-------- TASK INPUT --------

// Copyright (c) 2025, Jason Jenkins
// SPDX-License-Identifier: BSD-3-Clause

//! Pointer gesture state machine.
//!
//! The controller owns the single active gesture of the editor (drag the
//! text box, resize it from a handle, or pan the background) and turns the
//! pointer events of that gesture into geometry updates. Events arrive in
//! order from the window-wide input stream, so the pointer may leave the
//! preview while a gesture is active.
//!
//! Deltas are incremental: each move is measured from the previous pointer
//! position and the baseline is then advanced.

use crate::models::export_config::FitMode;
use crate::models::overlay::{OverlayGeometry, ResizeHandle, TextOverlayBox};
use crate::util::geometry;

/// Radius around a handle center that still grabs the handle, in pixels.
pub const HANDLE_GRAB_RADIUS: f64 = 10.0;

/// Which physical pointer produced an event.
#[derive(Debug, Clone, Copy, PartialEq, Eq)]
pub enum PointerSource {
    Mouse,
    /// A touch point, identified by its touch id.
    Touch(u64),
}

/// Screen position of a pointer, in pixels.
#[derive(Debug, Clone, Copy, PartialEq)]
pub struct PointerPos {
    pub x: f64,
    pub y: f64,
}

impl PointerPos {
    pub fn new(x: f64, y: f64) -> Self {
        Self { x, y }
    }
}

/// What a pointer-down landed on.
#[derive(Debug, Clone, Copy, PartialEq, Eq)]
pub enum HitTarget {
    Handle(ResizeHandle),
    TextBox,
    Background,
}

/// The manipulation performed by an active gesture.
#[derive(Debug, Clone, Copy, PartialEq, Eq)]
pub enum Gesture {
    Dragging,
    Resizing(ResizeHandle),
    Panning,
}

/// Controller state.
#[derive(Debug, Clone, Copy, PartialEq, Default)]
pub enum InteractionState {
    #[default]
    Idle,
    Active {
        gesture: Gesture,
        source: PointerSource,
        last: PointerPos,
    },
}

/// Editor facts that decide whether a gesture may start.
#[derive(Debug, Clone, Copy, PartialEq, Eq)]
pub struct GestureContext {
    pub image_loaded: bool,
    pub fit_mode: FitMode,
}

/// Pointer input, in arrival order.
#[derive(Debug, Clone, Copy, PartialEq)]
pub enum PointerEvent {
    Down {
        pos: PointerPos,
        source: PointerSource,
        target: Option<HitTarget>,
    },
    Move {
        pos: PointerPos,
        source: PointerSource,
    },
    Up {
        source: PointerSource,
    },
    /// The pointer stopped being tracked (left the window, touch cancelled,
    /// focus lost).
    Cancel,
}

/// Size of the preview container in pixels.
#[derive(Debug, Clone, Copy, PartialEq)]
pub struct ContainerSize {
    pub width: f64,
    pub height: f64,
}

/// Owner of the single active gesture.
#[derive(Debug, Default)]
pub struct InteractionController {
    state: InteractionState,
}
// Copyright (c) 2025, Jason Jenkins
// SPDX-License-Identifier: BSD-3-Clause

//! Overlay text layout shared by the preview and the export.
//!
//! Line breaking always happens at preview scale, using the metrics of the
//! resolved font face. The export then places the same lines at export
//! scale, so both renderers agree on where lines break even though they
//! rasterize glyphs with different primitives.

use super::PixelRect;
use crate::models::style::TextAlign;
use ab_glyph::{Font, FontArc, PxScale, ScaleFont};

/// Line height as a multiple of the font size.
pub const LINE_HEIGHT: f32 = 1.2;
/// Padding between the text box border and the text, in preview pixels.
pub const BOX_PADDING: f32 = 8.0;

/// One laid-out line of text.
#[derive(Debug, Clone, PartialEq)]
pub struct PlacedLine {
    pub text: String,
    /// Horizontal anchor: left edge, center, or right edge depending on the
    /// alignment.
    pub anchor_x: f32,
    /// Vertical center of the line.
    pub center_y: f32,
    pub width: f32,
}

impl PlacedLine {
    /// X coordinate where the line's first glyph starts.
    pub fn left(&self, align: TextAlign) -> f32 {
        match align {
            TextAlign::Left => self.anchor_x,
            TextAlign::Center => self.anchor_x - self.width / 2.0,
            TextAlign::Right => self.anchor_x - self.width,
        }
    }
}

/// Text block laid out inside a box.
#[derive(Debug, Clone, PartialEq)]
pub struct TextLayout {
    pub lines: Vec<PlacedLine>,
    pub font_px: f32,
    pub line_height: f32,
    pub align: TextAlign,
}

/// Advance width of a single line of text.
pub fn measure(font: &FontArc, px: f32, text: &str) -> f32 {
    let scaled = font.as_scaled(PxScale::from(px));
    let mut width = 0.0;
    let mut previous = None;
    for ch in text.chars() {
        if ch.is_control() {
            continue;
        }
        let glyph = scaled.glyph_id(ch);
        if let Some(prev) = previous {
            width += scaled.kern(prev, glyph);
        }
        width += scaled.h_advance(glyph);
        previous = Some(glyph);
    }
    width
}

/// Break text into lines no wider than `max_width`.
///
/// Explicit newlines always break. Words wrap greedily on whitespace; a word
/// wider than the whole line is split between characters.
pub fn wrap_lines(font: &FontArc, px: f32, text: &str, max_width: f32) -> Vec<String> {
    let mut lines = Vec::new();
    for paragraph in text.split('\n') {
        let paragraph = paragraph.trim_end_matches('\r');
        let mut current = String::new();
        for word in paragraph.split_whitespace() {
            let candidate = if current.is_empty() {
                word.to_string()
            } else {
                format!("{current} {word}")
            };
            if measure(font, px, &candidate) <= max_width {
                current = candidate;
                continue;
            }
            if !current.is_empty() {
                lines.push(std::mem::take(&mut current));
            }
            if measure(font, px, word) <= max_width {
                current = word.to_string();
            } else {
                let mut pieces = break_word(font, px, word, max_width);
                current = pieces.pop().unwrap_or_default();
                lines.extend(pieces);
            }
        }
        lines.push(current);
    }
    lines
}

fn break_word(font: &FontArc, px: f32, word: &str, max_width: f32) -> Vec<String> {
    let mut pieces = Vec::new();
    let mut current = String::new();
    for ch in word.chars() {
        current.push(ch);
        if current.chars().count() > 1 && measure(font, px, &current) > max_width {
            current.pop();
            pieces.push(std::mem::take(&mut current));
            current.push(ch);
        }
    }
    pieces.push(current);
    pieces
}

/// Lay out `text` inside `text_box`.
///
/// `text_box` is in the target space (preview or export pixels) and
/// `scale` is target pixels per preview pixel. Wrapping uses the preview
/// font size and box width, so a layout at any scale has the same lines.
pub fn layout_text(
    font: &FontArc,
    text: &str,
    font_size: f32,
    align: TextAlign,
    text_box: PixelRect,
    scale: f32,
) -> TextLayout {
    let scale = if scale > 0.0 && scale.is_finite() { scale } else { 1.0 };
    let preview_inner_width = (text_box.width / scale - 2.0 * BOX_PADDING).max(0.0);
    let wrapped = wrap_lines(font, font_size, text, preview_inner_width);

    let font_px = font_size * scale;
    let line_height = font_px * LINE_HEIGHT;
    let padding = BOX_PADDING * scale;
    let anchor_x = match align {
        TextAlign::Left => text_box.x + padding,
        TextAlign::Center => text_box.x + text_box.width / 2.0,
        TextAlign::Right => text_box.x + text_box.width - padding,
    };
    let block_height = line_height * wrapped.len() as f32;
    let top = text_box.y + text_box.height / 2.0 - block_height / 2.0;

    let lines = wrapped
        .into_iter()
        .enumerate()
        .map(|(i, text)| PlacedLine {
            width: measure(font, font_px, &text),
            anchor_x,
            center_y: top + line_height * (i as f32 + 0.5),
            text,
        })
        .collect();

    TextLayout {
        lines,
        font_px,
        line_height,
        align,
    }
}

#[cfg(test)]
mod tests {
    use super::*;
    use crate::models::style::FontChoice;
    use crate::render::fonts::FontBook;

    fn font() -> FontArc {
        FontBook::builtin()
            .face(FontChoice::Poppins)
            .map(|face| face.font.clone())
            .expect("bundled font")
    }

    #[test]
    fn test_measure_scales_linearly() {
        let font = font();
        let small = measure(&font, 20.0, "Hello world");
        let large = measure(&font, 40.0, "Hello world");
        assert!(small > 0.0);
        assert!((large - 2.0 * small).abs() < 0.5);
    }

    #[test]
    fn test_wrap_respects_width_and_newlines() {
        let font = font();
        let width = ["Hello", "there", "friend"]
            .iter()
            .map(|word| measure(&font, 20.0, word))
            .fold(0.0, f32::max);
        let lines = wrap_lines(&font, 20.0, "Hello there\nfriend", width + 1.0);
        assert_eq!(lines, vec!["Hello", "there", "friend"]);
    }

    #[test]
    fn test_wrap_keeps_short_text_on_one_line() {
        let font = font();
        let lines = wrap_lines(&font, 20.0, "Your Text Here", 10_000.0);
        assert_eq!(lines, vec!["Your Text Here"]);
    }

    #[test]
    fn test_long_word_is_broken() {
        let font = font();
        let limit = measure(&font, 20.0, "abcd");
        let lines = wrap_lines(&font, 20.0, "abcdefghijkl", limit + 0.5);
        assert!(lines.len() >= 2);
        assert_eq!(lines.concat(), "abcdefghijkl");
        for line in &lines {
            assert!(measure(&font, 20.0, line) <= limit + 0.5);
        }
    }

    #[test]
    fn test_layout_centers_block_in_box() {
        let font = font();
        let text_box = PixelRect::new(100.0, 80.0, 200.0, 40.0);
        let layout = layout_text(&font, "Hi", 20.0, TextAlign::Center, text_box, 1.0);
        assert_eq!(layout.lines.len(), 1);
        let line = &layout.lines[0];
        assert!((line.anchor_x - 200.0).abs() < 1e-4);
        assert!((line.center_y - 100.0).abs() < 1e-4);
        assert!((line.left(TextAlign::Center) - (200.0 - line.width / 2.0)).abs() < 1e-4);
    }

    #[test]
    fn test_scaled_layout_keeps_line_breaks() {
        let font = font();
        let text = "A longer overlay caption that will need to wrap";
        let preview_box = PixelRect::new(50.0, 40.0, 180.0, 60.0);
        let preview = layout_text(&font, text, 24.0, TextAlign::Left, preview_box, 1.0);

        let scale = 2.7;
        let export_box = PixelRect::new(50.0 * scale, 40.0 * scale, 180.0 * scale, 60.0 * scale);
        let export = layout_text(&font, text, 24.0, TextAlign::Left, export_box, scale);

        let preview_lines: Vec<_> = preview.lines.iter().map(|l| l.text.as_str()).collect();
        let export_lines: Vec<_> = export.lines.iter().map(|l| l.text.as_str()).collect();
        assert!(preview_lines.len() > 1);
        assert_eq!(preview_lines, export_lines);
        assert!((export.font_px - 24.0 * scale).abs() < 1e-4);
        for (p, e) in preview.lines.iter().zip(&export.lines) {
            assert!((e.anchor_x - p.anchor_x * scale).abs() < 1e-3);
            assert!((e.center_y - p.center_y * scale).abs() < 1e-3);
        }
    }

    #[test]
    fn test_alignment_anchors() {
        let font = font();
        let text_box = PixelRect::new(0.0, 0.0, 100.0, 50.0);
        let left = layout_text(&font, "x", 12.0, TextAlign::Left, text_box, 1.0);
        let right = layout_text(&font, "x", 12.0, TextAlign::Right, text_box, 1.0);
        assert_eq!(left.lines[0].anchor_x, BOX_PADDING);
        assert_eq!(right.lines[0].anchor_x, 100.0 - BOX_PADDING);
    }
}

--------
-------- TASK INPUT --------

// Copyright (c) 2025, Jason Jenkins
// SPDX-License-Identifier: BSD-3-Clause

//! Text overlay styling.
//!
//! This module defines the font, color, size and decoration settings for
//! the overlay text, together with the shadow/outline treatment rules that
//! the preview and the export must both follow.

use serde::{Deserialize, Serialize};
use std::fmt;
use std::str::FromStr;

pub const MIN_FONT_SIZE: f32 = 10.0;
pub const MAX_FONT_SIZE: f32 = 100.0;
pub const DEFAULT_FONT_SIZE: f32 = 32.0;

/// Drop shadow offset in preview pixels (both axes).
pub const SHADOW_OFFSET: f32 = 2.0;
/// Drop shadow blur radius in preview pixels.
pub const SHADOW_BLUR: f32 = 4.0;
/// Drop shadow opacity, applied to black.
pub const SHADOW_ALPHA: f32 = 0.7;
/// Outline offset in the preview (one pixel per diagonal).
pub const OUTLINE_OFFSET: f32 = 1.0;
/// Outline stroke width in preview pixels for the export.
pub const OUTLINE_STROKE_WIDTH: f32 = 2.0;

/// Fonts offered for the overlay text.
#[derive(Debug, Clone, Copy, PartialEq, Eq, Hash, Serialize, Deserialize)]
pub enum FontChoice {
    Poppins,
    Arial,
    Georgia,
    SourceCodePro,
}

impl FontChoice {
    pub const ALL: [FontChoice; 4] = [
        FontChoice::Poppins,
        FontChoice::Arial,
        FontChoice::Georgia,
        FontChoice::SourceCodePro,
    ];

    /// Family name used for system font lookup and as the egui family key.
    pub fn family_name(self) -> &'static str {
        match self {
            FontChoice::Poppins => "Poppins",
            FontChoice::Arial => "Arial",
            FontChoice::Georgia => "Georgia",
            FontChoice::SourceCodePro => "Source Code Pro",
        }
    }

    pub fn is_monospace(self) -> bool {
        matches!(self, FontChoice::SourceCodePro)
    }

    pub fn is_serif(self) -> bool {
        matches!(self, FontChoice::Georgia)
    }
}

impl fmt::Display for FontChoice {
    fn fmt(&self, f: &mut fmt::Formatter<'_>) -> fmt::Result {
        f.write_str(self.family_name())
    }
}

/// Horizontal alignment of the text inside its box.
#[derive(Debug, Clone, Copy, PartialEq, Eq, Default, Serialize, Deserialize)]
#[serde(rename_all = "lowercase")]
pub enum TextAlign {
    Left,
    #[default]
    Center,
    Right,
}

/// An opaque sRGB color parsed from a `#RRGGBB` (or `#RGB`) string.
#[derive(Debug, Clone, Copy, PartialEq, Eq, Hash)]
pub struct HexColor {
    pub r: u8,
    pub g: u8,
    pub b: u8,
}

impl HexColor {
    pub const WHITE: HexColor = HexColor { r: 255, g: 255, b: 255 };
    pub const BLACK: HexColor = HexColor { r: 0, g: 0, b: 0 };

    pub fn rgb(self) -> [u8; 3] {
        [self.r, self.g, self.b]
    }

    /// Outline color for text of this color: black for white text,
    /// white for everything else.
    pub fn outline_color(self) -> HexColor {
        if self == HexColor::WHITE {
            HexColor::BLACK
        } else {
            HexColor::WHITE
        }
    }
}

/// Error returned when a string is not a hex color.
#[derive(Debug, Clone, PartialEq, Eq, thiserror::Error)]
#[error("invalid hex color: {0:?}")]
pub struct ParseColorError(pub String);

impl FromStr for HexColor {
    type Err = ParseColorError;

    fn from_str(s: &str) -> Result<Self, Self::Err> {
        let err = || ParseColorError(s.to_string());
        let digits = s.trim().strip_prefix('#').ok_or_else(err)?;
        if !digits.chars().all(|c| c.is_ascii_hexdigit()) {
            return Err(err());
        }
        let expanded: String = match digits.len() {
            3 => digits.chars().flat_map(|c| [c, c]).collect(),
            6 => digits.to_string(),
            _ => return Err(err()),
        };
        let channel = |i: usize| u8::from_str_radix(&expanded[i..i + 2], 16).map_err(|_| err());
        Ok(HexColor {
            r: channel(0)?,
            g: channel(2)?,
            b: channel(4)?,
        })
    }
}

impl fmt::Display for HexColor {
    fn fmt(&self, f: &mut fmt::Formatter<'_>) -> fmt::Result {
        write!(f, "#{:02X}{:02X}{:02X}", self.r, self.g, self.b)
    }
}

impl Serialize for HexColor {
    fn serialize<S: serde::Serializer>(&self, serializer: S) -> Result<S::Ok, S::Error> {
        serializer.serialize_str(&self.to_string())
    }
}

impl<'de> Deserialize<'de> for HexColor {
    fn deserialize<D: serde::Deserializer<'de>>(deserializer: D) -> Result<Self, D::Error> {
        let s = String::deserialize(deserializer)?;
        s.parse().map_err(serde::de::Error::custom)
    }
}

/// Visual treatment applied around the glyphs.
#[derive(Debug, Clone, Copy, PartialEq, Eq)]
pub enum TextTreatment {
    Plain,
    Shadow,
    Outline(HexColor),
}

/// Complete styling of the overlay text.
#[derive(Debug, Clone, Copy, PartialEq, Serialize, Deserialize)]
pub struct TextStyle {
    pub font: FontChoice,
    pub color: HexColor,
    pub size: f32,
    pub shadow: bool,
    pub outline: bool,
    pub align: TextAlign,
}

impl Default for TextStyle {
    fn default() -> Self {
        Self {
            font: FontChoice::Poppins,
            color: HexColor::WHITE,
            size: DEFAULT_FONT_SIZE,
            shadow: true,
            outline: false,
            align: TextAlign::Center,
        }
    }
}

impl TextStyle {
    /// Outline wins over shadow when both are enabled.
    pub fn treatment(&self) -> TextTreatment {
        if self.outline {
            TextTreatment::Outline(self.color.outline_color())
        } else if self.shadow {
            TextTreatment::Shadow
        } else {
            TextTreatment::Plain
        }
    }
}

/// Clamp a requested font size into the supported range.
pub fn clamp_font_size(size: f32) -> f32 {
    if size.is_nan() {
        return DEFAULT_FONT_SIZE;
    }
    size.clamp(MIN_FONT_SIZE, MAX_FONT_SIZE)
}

--------
-------- TASK INPUT --------

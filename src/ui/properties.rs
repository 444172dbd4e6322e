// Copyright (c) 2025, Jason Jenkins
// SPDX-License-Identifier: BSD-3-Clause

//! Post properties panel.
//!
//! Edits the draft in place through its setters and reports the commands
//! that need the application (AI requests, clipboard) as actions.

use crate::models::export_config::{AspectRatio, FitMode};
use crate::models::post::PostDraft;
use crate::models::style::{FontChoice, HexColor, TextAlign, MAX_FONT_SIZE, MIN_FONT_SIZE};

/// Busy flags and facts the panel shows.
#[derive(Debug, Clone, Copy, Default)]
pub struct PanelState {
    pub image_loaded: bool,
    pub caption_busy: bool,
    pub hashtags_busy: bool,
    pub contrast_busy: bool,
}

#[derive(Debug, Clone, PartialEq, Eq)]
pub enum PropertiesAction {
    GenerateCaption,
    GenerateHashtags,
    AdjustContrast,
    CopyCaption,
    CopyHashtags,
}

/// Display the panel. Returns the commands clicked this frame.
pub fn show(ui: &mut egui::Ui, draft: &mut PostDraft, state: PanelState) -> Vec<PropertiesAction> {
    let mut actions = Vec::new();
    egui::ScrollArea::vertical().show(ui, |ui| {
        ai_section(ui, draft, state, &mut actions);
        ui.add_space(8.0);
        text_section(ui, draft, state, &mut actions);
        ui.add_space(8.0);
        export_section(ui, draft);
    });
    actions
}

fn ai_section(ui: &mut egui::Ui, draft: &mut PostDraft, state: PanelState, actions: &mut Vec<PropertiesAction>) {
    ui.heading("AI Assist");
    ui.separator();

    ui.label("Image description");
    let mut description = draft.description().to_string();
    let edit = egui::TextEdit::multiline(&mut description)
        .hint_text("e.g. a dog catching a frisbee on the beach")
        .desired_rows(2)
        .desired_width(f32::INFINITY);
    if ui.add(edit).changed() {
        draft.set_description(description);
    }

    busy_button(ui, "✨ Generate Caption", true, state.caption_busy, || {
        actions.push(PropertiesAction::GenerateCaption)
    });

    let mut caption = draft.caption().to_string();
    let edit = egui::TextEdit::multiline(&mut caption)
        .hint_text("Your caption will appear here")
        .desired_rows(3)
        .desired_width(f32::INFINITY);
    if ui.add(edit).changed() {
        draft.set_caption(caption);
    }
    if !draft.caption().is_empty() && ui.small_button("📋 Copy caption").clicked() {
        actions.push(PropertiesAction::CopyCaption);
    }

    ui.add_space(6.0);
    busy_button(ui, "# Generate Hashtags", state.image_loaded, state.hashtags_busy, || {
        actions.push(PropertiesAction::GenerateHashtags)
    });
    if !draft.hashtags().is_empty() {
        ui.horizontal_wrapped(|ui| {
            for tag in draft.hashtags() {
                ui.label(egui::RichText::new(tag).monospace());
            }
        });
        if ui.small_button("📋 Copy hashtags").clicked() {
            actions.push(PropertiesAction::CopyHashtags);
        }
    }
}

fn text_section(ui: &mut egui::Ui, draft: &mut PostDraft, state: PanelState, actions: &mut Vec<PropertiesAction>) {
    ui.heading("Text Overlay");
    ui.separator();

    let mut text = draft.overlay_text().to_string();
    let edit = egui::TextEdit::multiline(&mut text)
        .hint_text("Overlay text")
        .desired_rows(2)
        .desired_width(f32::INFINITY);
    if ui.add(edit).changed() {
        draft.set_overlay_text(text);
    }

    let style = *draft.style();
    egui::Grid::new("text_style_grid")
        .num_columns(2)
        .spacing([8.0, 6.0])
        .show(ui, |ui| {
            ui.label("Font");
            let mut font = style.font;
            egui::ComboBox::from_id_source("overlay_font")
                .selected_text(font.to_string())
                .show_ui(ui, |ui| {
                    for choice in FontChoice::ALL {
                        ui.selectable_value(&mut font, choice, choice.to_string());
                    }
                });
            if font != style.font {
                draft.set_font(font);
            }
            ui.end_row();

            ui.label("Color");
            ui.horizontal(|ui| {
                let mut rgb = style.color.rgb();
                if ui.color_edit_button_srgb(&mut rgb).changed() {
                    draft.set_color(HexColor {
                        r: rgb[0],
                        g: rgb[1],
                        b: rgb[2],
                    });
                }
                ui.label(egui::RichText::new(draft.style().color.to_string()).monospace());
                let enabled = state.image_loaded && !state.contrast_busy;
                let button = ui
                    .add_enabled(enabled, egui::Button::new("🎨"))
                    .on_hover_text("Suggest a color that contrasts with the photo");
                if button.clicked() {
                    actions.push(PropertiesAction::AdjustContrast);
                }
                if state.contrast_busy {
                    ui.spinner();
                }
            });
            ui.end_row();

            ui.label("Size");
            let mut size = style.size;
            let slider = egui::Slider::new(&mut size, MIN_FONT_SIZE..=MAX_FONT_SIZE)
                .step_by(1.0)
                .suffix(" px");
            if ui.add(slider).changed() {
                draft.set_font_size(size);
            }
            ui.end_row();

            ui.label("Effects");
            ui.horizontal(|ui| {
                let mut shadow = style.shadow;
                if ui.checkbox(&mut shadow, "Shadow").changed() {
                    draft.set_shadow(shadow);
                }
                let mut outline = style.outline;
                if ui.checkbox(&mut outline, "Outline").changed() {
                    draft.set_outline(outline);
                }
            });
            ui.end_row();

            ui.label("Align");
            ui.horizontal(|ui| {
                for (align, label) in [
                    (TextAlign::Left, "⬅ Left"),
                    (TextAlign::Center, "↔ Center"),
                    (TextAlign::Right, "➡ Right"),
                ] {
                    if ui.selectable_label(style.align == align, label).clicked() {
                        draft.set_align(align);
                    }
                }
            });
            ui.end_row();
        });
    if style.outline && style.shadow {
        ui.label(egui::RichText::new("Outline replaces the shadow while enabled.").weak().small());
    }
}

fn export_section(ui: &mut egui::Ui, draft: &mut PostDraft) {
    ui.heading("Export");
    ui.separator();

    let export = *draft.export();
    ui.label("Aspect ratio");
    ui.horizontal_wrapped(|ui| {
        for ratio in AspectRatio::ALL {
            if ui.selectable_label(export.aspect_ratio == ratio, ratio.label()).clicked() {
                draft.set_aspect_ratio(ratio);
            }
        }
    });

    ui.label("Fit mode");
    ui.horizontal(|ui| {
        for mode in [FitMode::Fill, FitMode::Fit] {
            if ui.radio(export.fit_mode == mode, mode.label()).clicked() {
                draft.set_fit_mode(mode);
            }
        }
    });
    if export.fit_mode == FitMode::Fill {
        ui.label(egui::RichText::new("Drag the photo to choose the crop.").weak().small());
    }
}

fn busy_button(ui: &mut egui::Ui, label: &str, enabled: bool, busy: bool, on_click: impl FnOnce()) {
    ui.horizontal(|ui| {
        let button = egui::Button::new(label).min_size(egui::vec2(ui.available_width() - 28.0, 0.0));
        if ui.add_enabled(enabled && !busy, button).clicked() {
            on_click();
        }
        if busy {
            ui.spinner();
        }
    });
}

--------

* [WORK TO BE COMPLETED] For the listing above, give the number of lines in which the string "GenerateHashtags" occurs, and nothing else.

* [RESULT BELOW] 2